Sul versante dell’estorsione all’imprenditore di Pescara, Riccardo ha confermato l’episodio aggiungendo che per Cetrone “facemmo altre due estorsioni che qui non ci sono contestate“. Secondo la ricostruzione di Riccardo, lui e i Di Silvio furono chiamati da Pagliaroli e in seguito Cetrone spiegò loro che l’imprenditore “era debitore di 60mila euro per una fornitura di vetro“. Si recarono a casa della madre di Cetrone, in località Capocroce (Sonnino), dove Cetrone e Pagliaroli chiarirono loro che questo imprenditore era indietro con i pagamenti e che avrebbero dovuto essere decisi. Fu così, secondo Riccardo, che parcheggiarono la loro Lancia grigia dietro l’auto dell’imprenditore una volta che questo era giunto a casa della madre di Cetrone e lì lo fu intimidito.
Sto pezzo di merda – ha detto Riccardo in riferimento alle parole che avrebbe detto loro Cetrone – appena arriva minacciatelo“. “L’imprenditore mi disse – ha spiegato Riccardo – che era stato un calciatore. Era un uomo altro un metro e novanta. Aveva paura e disse che pagando i soldi che gli chiedevano lo avrebbero rovinato“.

Il giorno dopo, Riccardo e i Di Silvio (Samuele e Gianluca), con il beneplacito di Lallà, andarono a Pescara dall’imprenditore insieme a Pagliaroli. Si videro in una piazza dove c’era una banca. È lì che l’imprenditore fece un bonifico a Cetrone da 15, 20mila euro. A Riccardo, Gianluca e Samuele Di Silvio – ha raccontato il pentito – l’imprenditore diede 1500 euro.

Pagliaroli, Riccardo e i due Di Silvio mangiarono a Pescara in attesa che Cetrone desse loro il via libera accordato solo dopo che il bonifico fu ricevuto.

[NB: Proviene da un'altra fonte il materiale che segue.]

//! Line-based [`Prompter`] on the controlling terminal.
//!
//! Questions go to stderr so that stdout carries only command output.
//! End of input cancels every kind of prompt.

use async_trait::async_trait;
use rootcause::Report;
use speechkit_core::{InputConfig, PromptError, Prompter, SelectConfig};
use tokio::io::{AsyncBufReadExt, AsyncWriteExt, BufReader, Lines, Stdin};
use tokio::sync::Mutex;

fn io_error(err: &std::io::Error) -> Report<PromptError> {
    PromptError::Io {
        reason: err.to_string(),
    }
    .into()
}

/// Maps a 1-based answer to an index into `count` options.
fn parse_selection(answer: &str, count: usize) -> Option<usize> {
    answer
        .trim()
        .parse::<usize>()
        .ok()
        .filter(|n| (1..=count).contains(n))
        .map(|n| n - 1)
}

fn is_yes(answer: &str) -> bool {
    matches!(answer.trim().to_ascii_lowercase().as_str(), "y" | "yes")
}

pub struct TerminalPrompter {
    lines: Mutex<Lines<BufReader<Stdin>>>,
}

impl Default for TerminalPrompter {
    fn default() -> Self {
        Self {
            lines: Mutex::new(BufReader::new(tokio::io::stdin()).lines()),
        }
    }
}

impl TerminalPrompter {
    async fn write(&self, text: &str) -> Result<(), Report<PromptError>> {
        let mut err = tokio::io::stderr();
        err.write_all(text.as_bytes())
            .await
            .map_err(|e| io_error(&e))?;
        err.flush().await.map_err(|e| io_error(&e))
    }

    /// `None` at end of input.
    async fn read_line(&self) -> Result<Option<String>, Report<PromptError>> {
        self.lines
            .lock()
            .await
            .next_line()
            .await
            .map_err(|e| io_error(&e))
    }
}

#[async_trait]
impl Prompter for TerminalPrompter {
    async fn select_option(
        &self,
        config: &SelectConfig,
    ) -> Result<Option<String>, Report<PromptError>> {
        let mut menu = format!("\n{}\n", config.title);
        for (i, option) in config.options.iter().enumerate() {
            menu.push_str(&format!("  {:>2}) {}\n", i + 1, option.label));
        }
        self.write(&menu).await?;

        loop {
            self.write(&format!("{} [1-{}]: ", config.name, config.options.len()))
                .await?;
            let Some(answer) = self.read_line().await? else {
                return Ok(None);
            };
            if answer.trim().is_empty() {
                return Ok(None);
            }
            match parse_selection(&answer, config.options.len()) {
                Some(i) => return Ok(Some(config.options[i].id.clone())),
                None => self.write("  Enter one of the listed numbers.\n").await?,
            }
        }
    }

    async fn input_text(
        &self,
        config: &InputConfig,
    ) -> Result<Option<String>, Report<PromptError>> {
        if let Some(message) = &config.validation_message {
            self.write(&format!("  ! {message}\n")).await?;
        }
        let question = match &config.default {
            Some(default) => format!("{} [{default}]: ", config.prompt),
            None => format!("{}: ", config.prompt),
        };
        self.write(&question).await?;

        let Some(answer) = self.read_line().await? else {
            return Ok(None);
        };
        if answer.trim().is_empty() {
            return Ok(config.default.clone());
        }
        Ok(Some(answer))
    }

    async fn confirm(&self, message: &str, action: &str) -> Result<bool, Report<PromptError>> {
        self.write(&format!("\n{message}\n{action}? [y/N]: ")).await?;
        Ok(self.read_line().await?.is_some_and(|a| is_yes(&a)))
    }
}
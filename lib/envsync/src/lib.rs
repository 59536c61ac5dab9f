//! Writes speech resource credentials into a sample project.
//!
//! Two files are kept in sync: the env file the samples load at startup
//! (`.env/.env.dev` by default) and, when present, the sample's
//! `config.json`.

pub mod env_file;
pub mod error;
pub mod json_config;
pub mod project;

pub use env_file::{EnvKey, read_env_value, upsert_lines, write_credentials};
pub use error::EnvSyncError;
pub use json_config::{apply_credentials, update_json_config};
pub use project::{ProjectLayout, SyncReport, credential_pairs};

Al ritorno a Terracina, ha detto Riccardo, “Cetrone ci diede mille euro a ciascuno di noi tre, ringraziandoci per quello che avevamo fatto“.

Alla fine dell’udienza, Gina Cetrone ha dichiarato che quanto rappresentato da Riccardo è totalmente infondato, avendo lei stessa messo a disposizione elementi a favore della Procura. Elementi che – secondo l’ex consigliera regionale – erano all’interno del computer sequestrato dalla Procura medesima.

La prossima udienza del processo Scheggia verrà celebrata il 7 settembre, a partire dalle ore 12,30. A interrogare Agostino Riccardo sarà il collegio difensivo in seno al contro-esame.